These are the key concepts you need to understand to accurately answer the question.

Statistical Mechanics
Statistical mechanics provides a molecular-level understanding of how physical systems come to be in the state that we observe, particularly in equilibrium. This field of physics explains macroscopic phenomena based on the behavior of individual atoms and molecules and their interactions.

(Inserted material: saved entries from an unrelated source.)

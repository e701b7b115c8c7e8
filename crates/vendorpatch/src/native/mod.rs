//! CMake invocation over the staged source tree.

pub mod artifacts;

use std::collections::BTreeMap;
use std::path::{Path, PathBuf};
use std::process::Command;

use serde::Deserialize;

use crate::error::{Error, ErrorKind, Result};
use crate::executor::ExecCtx;
use crate::modules::util;

#[derive(Debug, Clone, Copy, Default, PartialEq, Eq, Deserialize)]
pub enum BuildType {
    #[serde(alias = "debug")]
    Debug,
    #[default]
    #[serde(alias = "release")]
    Release,
    #[serde(alias = "relwithdebinfo")]
    RelWithDebInfo,
    #[serde(alias = "minsizerel")]
    MinSizeRel,
}

impl BuildType {
    pub fn as_str(self) -> &'static str {
        match self {
            BuildType::Debug => "Debug",
            BuildType::Release => "Release",
            BuildType::RelWithDebInfo => "RelWithDebInfo",
            BuildType::MinSizeRel => "MinSizeRel",
        }
    }
}

/// Where toolchain hints come from. Commands are argv arrays whose trimmed
/// stdout supplies the value, e.g. asking the host runtime's interpreter.
#[derive(Debug, Clone, Default, Deserialize)]
#[serde(default)]
pub struct ToolchainConfig {
    pub prefix_path: Vec<String>,
    pub prefix_path_command: Vec<String>,
    pub cxx11_abi: Option<bool>,
    pub cxx11_abi_command: Vec<String>,
    pub cxx_flags: Vec<String>,
}

/// Settings that keep the native build ABI-compatible with the host runtime.
#[derive(Debug, Clone, Default, PartialEq, Eq)]
pub struct ToolchainHints {
    pub prefix_path: Vec<String>,
    /// `_GLIBCXX_USE_CXX11_ABI`; left unset when `None`.
    pub cxx11_abi: Option<bool>,
    pub cxx_flags: Vec<String>,
}

impl ToolchainHints {
    pub fn probe(ctx: &ExecCtx, cfg: &ToolchainConfig, cwd: &Path) -> Result<Self> {
        let mut prefix_path = cfg.prefix_path.clone();
        if let Some(out) = probe_output(ctx, &cfg.prefix_path_command, cwd)? {
            prefix_path.extend(
                out.split(['\n', ';'])
                    .map(str::trim)
                    .filter(|s| !s.is_empty())
                    .map(ToOwned::to_owned),
            );
        }

        let cxx11_abi = match probe_output(ctx, &cfg.cxx11_abi_command, cwd)? {
            Some(out) => Some(parse_flag(&out).ok_or_else(|| {
                Error::msg(format!(
                    "native.toolchain.cxx11_abi_command printed '{out}', expected 0/1/true/false"
                ))
            })?),
            None => cfg.cxx11_abi,
        };

        Ok(Self {
            prefix_path,
            cxx11_abi,
            cxx_flags: cfg.cxx_flags.clone(),
        })
    }

    fn cxx_flags_value(&self) -> Option<String> {
        let mut flags = Vec::new();
        if let Some(abi) = self.cxx11_abi {
            flags.push(format!("-D_GLIBCXX_USE_CXX11_ABI={}", u8::from(abi)));
        }
        flags.extend(self.cxx_flags.iter().cloned());
        (!flags.is_empty()).then(|| flags.join(" "))
    }
}

fn probe_output(ctx: &ExecCtx, argv: &[String], cwd: &Path) -> Result<Option<String>> {
    let Some((program, args)) = argv.split_first() else {
        return Ok(None);
    };
    let mut cmd = Command::new(program);
    cmd.args(args).current_dir(cwd);
    let out = ctx.capture_cmd(cmd)?;
    let text = String::from_utf8_lossy(&out).trim().to_string();
    ctx.log(&format!("{program} -> {text}"));
    Ok(Some(text))
}

fn parse_flag(raw: &str) -> Option<bool> {
    match raw.trim().to_ascii_lowercase().as_str() {
        "1" | "true" | "on" | "yes" => Some(true),
        "0" | "false" | "off" | "no" => Some(false),
        _ => None,
    }
}

#[derive(Debug, Clone)]
pub struct BuildRequest {
    pub cmake: String,
    pub source_dir: PathBuf,
    pub build_dir: PathBuf,
    /// The host package's module directory; the extension lands here.
    pub library_output_dir: PathBuf,
    pub binary_output_dir: PathBuf,
    pub build_type: BuildType,
    pub generator: Option<String>,
    pub hints: ToolchainHints,
    pub defines: BTreeMap<String, String>,
    pub env: BTreeMap<String, String>,
    /// `Some(0)` means one job per CPU; `None` leaves it to the generator.
    pub parallelism: Option<usize>,
}

impl BuildRequest {
    pub fn configure_args(&self) -> Vec<String> {
        let mut args = vec![
            "-S".to_string(),
            path_arg(&self.source_dir),
            "-B".to_string(),
            path_arg(&self.build_dir),
            format!("-DCMAKE_BUILD_TYPE={}", self.build_type.as_str()),
            format!(
                "-DCMAKE_LIBRARY_OUTPUT_DIRECTORY={}",
                path_arg(&self.library_output_dir)
            ),
            format!(
                "-DCMAKE_RUNTIME_OUTPUT_DIRECTORY={}",
                path_arg(&self.binary_output_dir)
            ),
        ];
        if !self.hints.prefix_path.is_empty() {
            args.push(format!(
                "-DCMAKE_PREFIX_PATH={}",
                self.hints.prefix_path.join(";")
            ));
        }
        if let Some(flags) = self.hints.cxx_flags_value() {
            args.push(format!("-DCMAKE_CXX_FLAGS={flags}"));
        }
        if let Some(generator) = self.generator.as_deref().filter(|g| !g.trim().is_empty()) {
            args.push("-G".into());
            args.push(generator.to_string());
        }
        args.extend(self.defines.iter().map(|(k, v)| format!("-D{k}={v}")));
        args
    }

    pub fn jobs(&self) -> Option<usize> {
        self.parallelism
            .map(|n| if n == 0 { num_cpus::get() } else { n })
    }

    pub fn build_args(&self) -> Vec<String> {
        let mut args = vec![
            "--build".to_string(),
            path_arg(&self.build_dir),
            "--config".to_string(),
            self.build_type.as_str().to_string(),
        ];
        if let Some(jobs) = self.jobs() {
            args.push("--parallel".into());
            args.push(jobs.to_string());
        }
        args
    }

    fn cmake(&self, args: Vec<String>) -> Command {
        let mut cmd = Command::new(&self.cmake);
        cmd.args(args).envs(&self.env);
        cmd
    }

    pub fn configure(&self, ctx: &ExecCtx) -> Result<()> {
        if !self.source_dir.join("CMakeLists.txt").is_file() {
            return Err(Error::build(format!(
                "no CMakeLists.txt in {}",
                self.source_dir.display()
            )));
        }
        for dir in [&self.build_dir, &self.library_output_dir, &self.binary_output_dir] {
            util::ensure_dir(dir)?;
        }
        ctx.run_cmd(self.cmake(self.configure_args()))
            .map_err(|e| e.with_kind(ErrorKind::Build).context("cmake configure failed"))
    }

    pub fn build(&self, ctx: &ExecCtx) -> Result<()> {
        ctx.run_cmd(self.cmake(self.build_args()))
            .map_err(|e| e.with_kind(ErrorKind::Build).context("cmake build failed"))
    }

    pub fn configure_and_build(&self, ctx: &ExecCtx) -> Result<()> {
        self.configure(ctx)?;
        self.build(ctx)
    }
}

fn path_arg(p: &Path) -> String {
    p.to_string_lossy().into_owned()
}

In the context of RNA polymerase binding to a promoter, statistical mechanics allows us to predict the probability of a polymerase molecule being bound to a specific site on the DNA by considering the sum over all possible states of the system. Each state has a certain probability of occurring, which is based on its energy level and the temperature of the environment. This is captured by the Boltzmann distribution, which relates the probability of a state to its energy.

Application to RNA Polymerase Binding

In calculating the probability of RNA polymerase binding to a promoter, the system might be in one of two states: bound or unbound. The probability of each state is governed by statistical mechanics principles, where the lower-energy state (specific binding) is more likely than the higher-energy state (nonspecific binding). This is because molecules tend toward lower energy configurations at thermal equilibrium, based on the distribution of energies in the system.

Therefore, the exercise solutions introduce statistical mechanics implicitly through the use of equilibrium constants, which are a macroscopic representation of the molecular behaviors governed by the underlying statistical mechanics.
Thermodynamics
Thermodynamics is the study of heat, energy, and work. It provides a macroscopic perspective on how energy transfer affects matter, without needing to consider the atomic or molecular specifics of the system. It's crucial in understanding the flow and conversion of energy.

In biological systems, including the study of RNA polymerase binding, thermodynamics can predict the direction and extent of chemical reactions. The second law of thermodynamics states that systems tend toward increased entropy, or disorder. However, in living organisms, highly ordered structures and processes are common, and these are maintained through continual energy input.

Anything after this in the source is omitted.